Similarly, research on potential pandemic pathogens (PPPs) is necessary to protect global health and security. The Department of Health and Human Services released the Framework for Guiding Funding Decisions about Proposed Research Involving Enhanced Potential Pandemic Pathogens (P3CO) in 2017. This framework guides department-level pre-funding review on research that may create, transfer, or use enhanced PPP.
The most recent DURC policy went into effect in 2015. The framework should be applied in cases that involves one of the 15 agents listed in the policy or if it has the potential to result in one of the seven experimental effects listed. This includes enhancements in consequences, resistance, or transmissibility, disrupting immunity, altering the natural host range, or reconstituting an extinct agent. Interestingly, the reference to a “novel pathogen” was dropped between the 2012 and the 2014 versions, but it is still a topic to be taken into consideration. In fact, it is possible for research outside the scope articulated in the policy to still be DURC and require review.
The Institutional Review Entity (IRE) board performs a risk assessment on any research or work done at the institution that is subject to DURC evaluation. The members should have sufficient expertise to assess dual use of a range of scenarios but may also contact consultants as needed. These plans, including mitigations, should be reviewed annually.
There are many points to consider when reviewing the whole lifespan of proposed research for DURC. They can be summarized by looking at how the work will be performed and results communicated, the scope of consequences with countermeasures taken into consideration, the potential timeframe for misuse, and the skill, knowledge, or technology needed to use the product for nefarious purposes. Potential benefits are also an essential aspect of the review. DURC should not be only associated with the unscrupulous application of science. The goal is knowledge or methods that will benefit humanity. If there are risks, it is important to consider if they target a specific population.
Recognizing a risk is present is not necessarily reason to deny the research from proceeding. Risk mitigation can reduce the risk to a level that is acceptable when compared to the potential benefits. These plans may include biosafety, biosecurity, personal protective equipment, standard operating procedures, occupational health plan like vaccines, training, and countermeasures. Institutions may apply varying mitigations as appropriate for each individual situation.

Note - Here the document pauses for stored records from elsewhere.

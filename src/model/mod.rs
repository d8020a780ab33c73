//! Graph model - items, elements and the linked-item closure of a response.

mod element;
mod graph;
mod item;
mod keyed;
mod response;

pub use element::{
    Asset, AssetRendition, Element, ElementValue, Image, Link, MultipleChoiceOption,
    RichTextElement, Taxonomy,
};
pub use graph::{ClosureView, ContentGraph, GraphId};
pub use item::{ContentItem, System};
pub use keyed::KeyedMap;
pub use response::{ContentItemResponse, ContentItemsListingResponse, Pagination};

If existing measures are not adequate to mitigate conceivable risk, creating a mitigation plan may be the means to receive funding from a government source. Subsequently ensuring compliance with the plan is essential. One way to encourage this is by the IRE maintaining a positive relationship with the primary investigator and requesting that they report any changes that may alter the evaluation. Another source that may assist in identifying DURC is the institutions’ grant administrators. These mitigation plans may be subject to Freedom of Information Act requests and therefore should not disclose institutional proprietary or security information.
To close the session, dual use case studies were presented and evaluated. This was a learning opportunity to practice what had been taught, but also to experience how subjective interpretations can be. Those same case studies were used to develop risk mitigation plans that would alleviate the most pressing risks while still allowing the research to take place and be submitted for publishing, possibly with some changes.